__Problem requirements__:
Lines with the word "when" in them are the ones to copy from the records.

Stored data
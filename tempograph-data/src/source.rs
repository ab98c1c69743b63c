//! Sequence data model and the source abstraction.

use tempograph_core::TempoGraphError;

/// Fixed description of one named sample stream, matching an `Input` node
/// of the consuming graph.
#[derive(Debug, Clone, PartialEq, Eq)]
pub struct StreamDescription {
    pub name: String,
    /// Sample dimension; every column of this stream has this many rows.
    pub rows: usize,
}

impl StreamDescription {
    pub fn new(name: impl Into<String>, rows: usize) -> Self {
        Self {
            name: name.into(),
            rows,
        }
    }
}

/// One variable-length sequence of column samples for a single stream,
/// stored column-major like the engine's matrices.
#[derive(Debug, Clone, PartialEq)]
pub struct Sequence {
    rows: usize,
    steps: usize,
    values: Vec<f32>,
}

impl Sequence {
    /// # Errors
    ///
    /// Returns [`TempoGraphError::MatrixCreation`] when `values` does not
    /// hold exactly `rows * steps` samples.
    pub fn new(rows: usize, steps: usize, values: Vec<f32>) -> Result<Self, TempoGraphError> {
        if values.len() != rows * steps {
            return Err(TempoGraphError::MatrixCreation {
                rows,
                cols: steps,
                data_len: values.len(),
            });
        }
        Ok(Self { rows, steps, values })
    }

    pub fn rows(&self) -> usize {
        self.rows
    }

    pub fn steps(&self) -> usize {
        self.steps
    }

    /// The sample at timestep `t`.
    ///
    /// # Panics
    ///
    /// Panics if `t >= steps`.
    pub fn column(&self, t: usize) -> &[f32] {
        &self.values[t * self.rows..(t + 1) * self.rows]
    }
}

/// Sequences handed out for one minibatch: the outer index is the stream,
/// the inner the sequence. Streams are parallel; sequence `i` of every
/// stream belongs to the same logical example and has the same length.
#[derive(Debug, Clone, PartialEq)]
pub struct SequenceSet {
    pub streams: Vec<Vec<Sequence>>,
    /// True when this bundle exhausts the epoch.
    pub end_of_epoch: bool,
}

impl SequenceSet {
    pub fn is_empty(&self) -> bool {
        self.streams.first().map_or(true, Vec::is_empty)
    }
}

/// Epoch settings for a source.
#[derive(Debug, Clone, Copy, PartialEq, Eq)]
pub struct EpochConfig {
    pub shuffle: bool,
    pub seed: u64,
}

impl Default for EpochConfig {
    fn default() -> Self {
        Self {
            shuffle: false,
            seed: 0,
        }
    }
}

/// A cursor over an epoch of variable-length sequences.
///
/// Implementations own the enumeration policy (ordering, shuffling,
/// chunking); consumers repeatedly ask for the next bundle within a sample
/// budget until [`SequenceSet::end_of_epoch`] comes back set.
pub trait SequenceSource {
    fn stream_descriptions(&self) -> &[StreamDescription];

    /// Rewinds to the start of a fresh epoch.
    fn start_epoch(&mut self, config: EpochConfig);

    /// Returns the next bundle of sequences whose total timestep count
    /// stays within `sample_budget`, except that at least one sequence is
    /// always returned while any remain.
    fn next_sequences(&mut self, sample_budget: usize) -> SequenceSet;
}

__Solution for this task__:
    /// Returns [`TempoGraphError::MatrixCreation`] when `values` does not
    /// True when this bundle exhausts the epoch.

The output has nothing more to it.